41/02 Passrecht Fremdenrecht;

Norm

AsylG 1997 §7;

Betreff

Der Verwaltungsgerichtshof hat durch den Vorsitzenden Senatspräsident Dr. Kremla und die Hofräte Dr. Nowakowski und Dr. Moritz als Richter, im Beisein des Schriftführers Mag. Trefil, über die Beschwerde des J in W, vertreten durch Mag. Michael Schubhart, Rechtsanwalt in 1040 Wien, Brucknerstraße 6/4, gegen den Bescheid des unabhängigen Bundesasylsenates vom 24. Jänner 2001, Zl. 210.932/0-XII/37/99, betreffend § 7 Asylgesetz (weitere Partei: Bundesminister für Inneres), zu Recht erkannt:

Spruch

Der angefochtene Bescheid wird wegen Rechtswidrigkeit infolge Verletzung von Verfahrensvorschriften aufgehoben.

Der Bund hat dem Beschwerdeführer Aufwendungen in der Höhe von EUR 908,-- binnen zwei Wochen bei sonstiger Exekution zu ersetzen.

Begründung

Der Beschwerdeführer, ein Staatsangehöriger von Nigeria, reiste am 16. Jänner 1997 in das Bundesgebiet ein und stellte am 17. Jänner 1997 einen Asylantrag. Bei seiner Einvernahme vor dem Bundesasylamt am 28. Jänner 1997 erklärte der Beschwerdeführer, er habe nach der Hinrichtung von Ken Saro Wiwa Probleme gehabt. Am 15. November 1995 habe er an einer Demonstration in Bori teilgenommen. Während der Demonstration seien Soldaten gekommen und hätten die Demonstranten verhaftet. Auch der Beschwerdeführer sei verhaftet und in das Militärgefängnis nach Bori gebracht worden. Am 10. November 1996 habe eine Demonstration stattgefunden. Die Demonstranten seien in das Gefängnis eingedrungen, und der Beschwerdeführer habe fliehen können. Die Demonstranten seien friedlich mit Blumen in das Gefängnis gekommen. Der Beschwerdeführer könne nicht angeben, wie seine Zellentüre, die aus Eisenstäben bestanden habe und mit einem Schloss verschlossen gewesen sei, geöffnet worden sei. Er könne auch nicht angeben, wie viele Personen in der Zelle gewesen seien. Ferner gab der Beschwerdeführer an, von 1986 bis Dezember 1996 Landwirt in Bori gewesen zu sein. Auf den Vorhalt, dass es nicht möglich sei, dass er bis Dezember 1996 in der Landwirtschaft gearbeitet habe und gleichzeitig im Gefängnis gewesen sei, gab der Beschwerdeführer an, dass er bis zum Dezember 1995 gearbeitet habe.
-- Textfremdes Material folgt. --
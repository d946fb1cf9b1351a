//! Deployment lifecycle intents: create, start, stop, delete, domains,
//! logs, and stats.

use std::collections::BTreeMap;
use std::sync::Arc;

use chrono::Utc;
use futures::StreamExt;
use tracing::warn;

use hoster_core::auth::AuthContext;
use hoster_core::id::{self, ResourceKind};
use hoster_core::{Error, Result};
use hoster_runtime::client::{ContainerClient, ContainerStats, LogChunk, LogOptions};
use hoster_store::model::{
    ContainerEvent, Deployment, DeploymentDomain, DeploymentStatus, DomainKind, Node, Template,
    VariableType,
};
use hoster_store::{Store, StoreTx};

use crate::authz;
use crate::domains;
use crate::engine::{append_deployment_event, Engine};
use crate::orchestrator::Orchestrator;

#[derive(Debug, Clone)]
pub struct NewDeployment {
    pub template_ref: String,
    pub name: String,
    pub variables: BTreeMap<String, String>,
}

#[derive(Debug)]
pub struct DeploymentLogs {
    pub service: String,
    pub chunks: Vec<LogChunk>,
}

#[derive(Debug)]
pub struct DeploymentStats {
    pub service: String,
    pub stats: ContainerStats,
}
Mit Bescheid vom 7. Mai 1997 wies das Bundesasylamt den Asylantrag des Beschwerdeführers gemäß § 3 Asylgesetz 1991 ab. Begründend wurde im Wesentlichen ausgeführt, das Vorbringen des Beschwerdeführers sei unglaubwürdig. Es sei nicht glaubwürdig, dass Demonstranten hätten ungehindert in ein Gefängnis gelangen und Häftlinge befreien können, obwohl das Gefängnis von staatlichen Organen bewacht worden sei. Widersprüchlich seien auch die Aussagen des Beschwerdeführers zur Dauer seiner Tätigkeit in der Landwirtschaft gewesen. Auch habe der Beschwerdeführer keine Angaben darüber machen können, wie viele Personen sich in seiner Zelle befunden hätten.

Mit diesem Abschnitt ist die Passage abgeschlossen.